### Exercise directions
Look through the data for the string "impl". Copy every line where it is found.
───── Source records ─────
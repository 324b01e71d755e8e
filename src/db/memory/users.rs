use async_trait::async_trait;
use chrono::Utc;
use dashmap::DashMap;
use uuid::Uuid;

use crate::{
    db::{
        error::{DbError, DbResult},
        repos::UserRepo,
    },
    models::{UpdateUser, User},
};

struct StoredUser {
    user: User,
    key_hash: String,
}

#[derive(Default)]
pub struct MemoryUserRepo {
    users: DashMap<Uuid, StoredUser>,
}

impl MemoryUserRepo {
    pub fn new() -> Self {
        Self::default()
    }

    fn id_for_username(&self, username: &str) -> Option<Uuid> {
        self.users
            .iter()
            .find(|entry| entry.user.username == username)
            .map(|entry| entry.user.id)
    }
}

#[async_trait]
impl UserRepo for MemoryUserRepo {
    async fn insert(&self, user: User, key_hash: String) -> DbResult<User> {
        if self.id_for_username(&user.username).is_some() {
            return Err(DbError::Conflict(format!(
                "Username '{}' already exists",
                user.username
            )));
        }
        let id = user.id;
        self.users.insert(
            id,
            StoredUser {
                user: user.clone(),
                key_hash,
            },
        );
        Ok(user)
    }

    async fn get_by_username(&self, username: &str) -> DbResult<Option<User>> {
        Ok(self
            .users
            .iter()
            .find(|entry| entry.user.username == username)
            .map(|entry| entry.user.clone()))
    }

    async fn find_by_key_hash(&self, key_hash: &str) -> DbResult<Option<User>> {
        Ok(self
            .users
            .iter()
            .find(|entry| entry.key_hash == key_hash)
            .map(|entry| entry.user.clone()))
    }

    async fn list(&self) -> DbResult<Vec<User>> {
        let mut users: Vec<User> = self.users.iter().map(|e| e.user.clone()).collect();
        users.sort_by(|a, b| a.username.cmp(&b.username));
        Ok(users)
    }

    async fn update(&self, username: &str, input: UpdateUser) -> DbResult<User> {
        let id = self.id_for_username(username).ok_or(DbError::NotFound)?;
        let mut entry = self.users.get_mut(&id).ok_or(DbError::NotFound)?;
        if let Some(email) = input.email {
            entry.user.email = email;
        }
        if let Some(role) = input.role {
            entry.user.role = role;
        }
        entry.user.updated_at = Utc::now();
        Ok(entry.user.clone())
    }

    async fn delete(&self, username: &str) -> DbResult<()> {
        let id = self.id_for_username(username).ok_or(DbError::NotFound)?;
        self.users.remove(&id);
        Ok(())
    }

    async fn set_key(
        &self,
        username: &str,
        key_hash: String,
        key_prefix: String,
    ) -> DbResult<User> {
        let id = self.id_for_username(username).ok_or(DbError::NotFound)?;
        let mut entry = self.users.get_mut(&id).ok_or(DbError::NotFound)?;
        entry.key_hash = key_hash;
        entry.user.key_prefix = key_prefix;
        entry.user.updated_at = Utc::now();
        Ok(entry.user.clone())
    }

    async fn count(&self) -> DbResult<usize> {
        Ok(self.users.len())
    }
}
─────
### Task answer
impl MemoryUserRepo {
impl UserRepo for MemoryUserRepo {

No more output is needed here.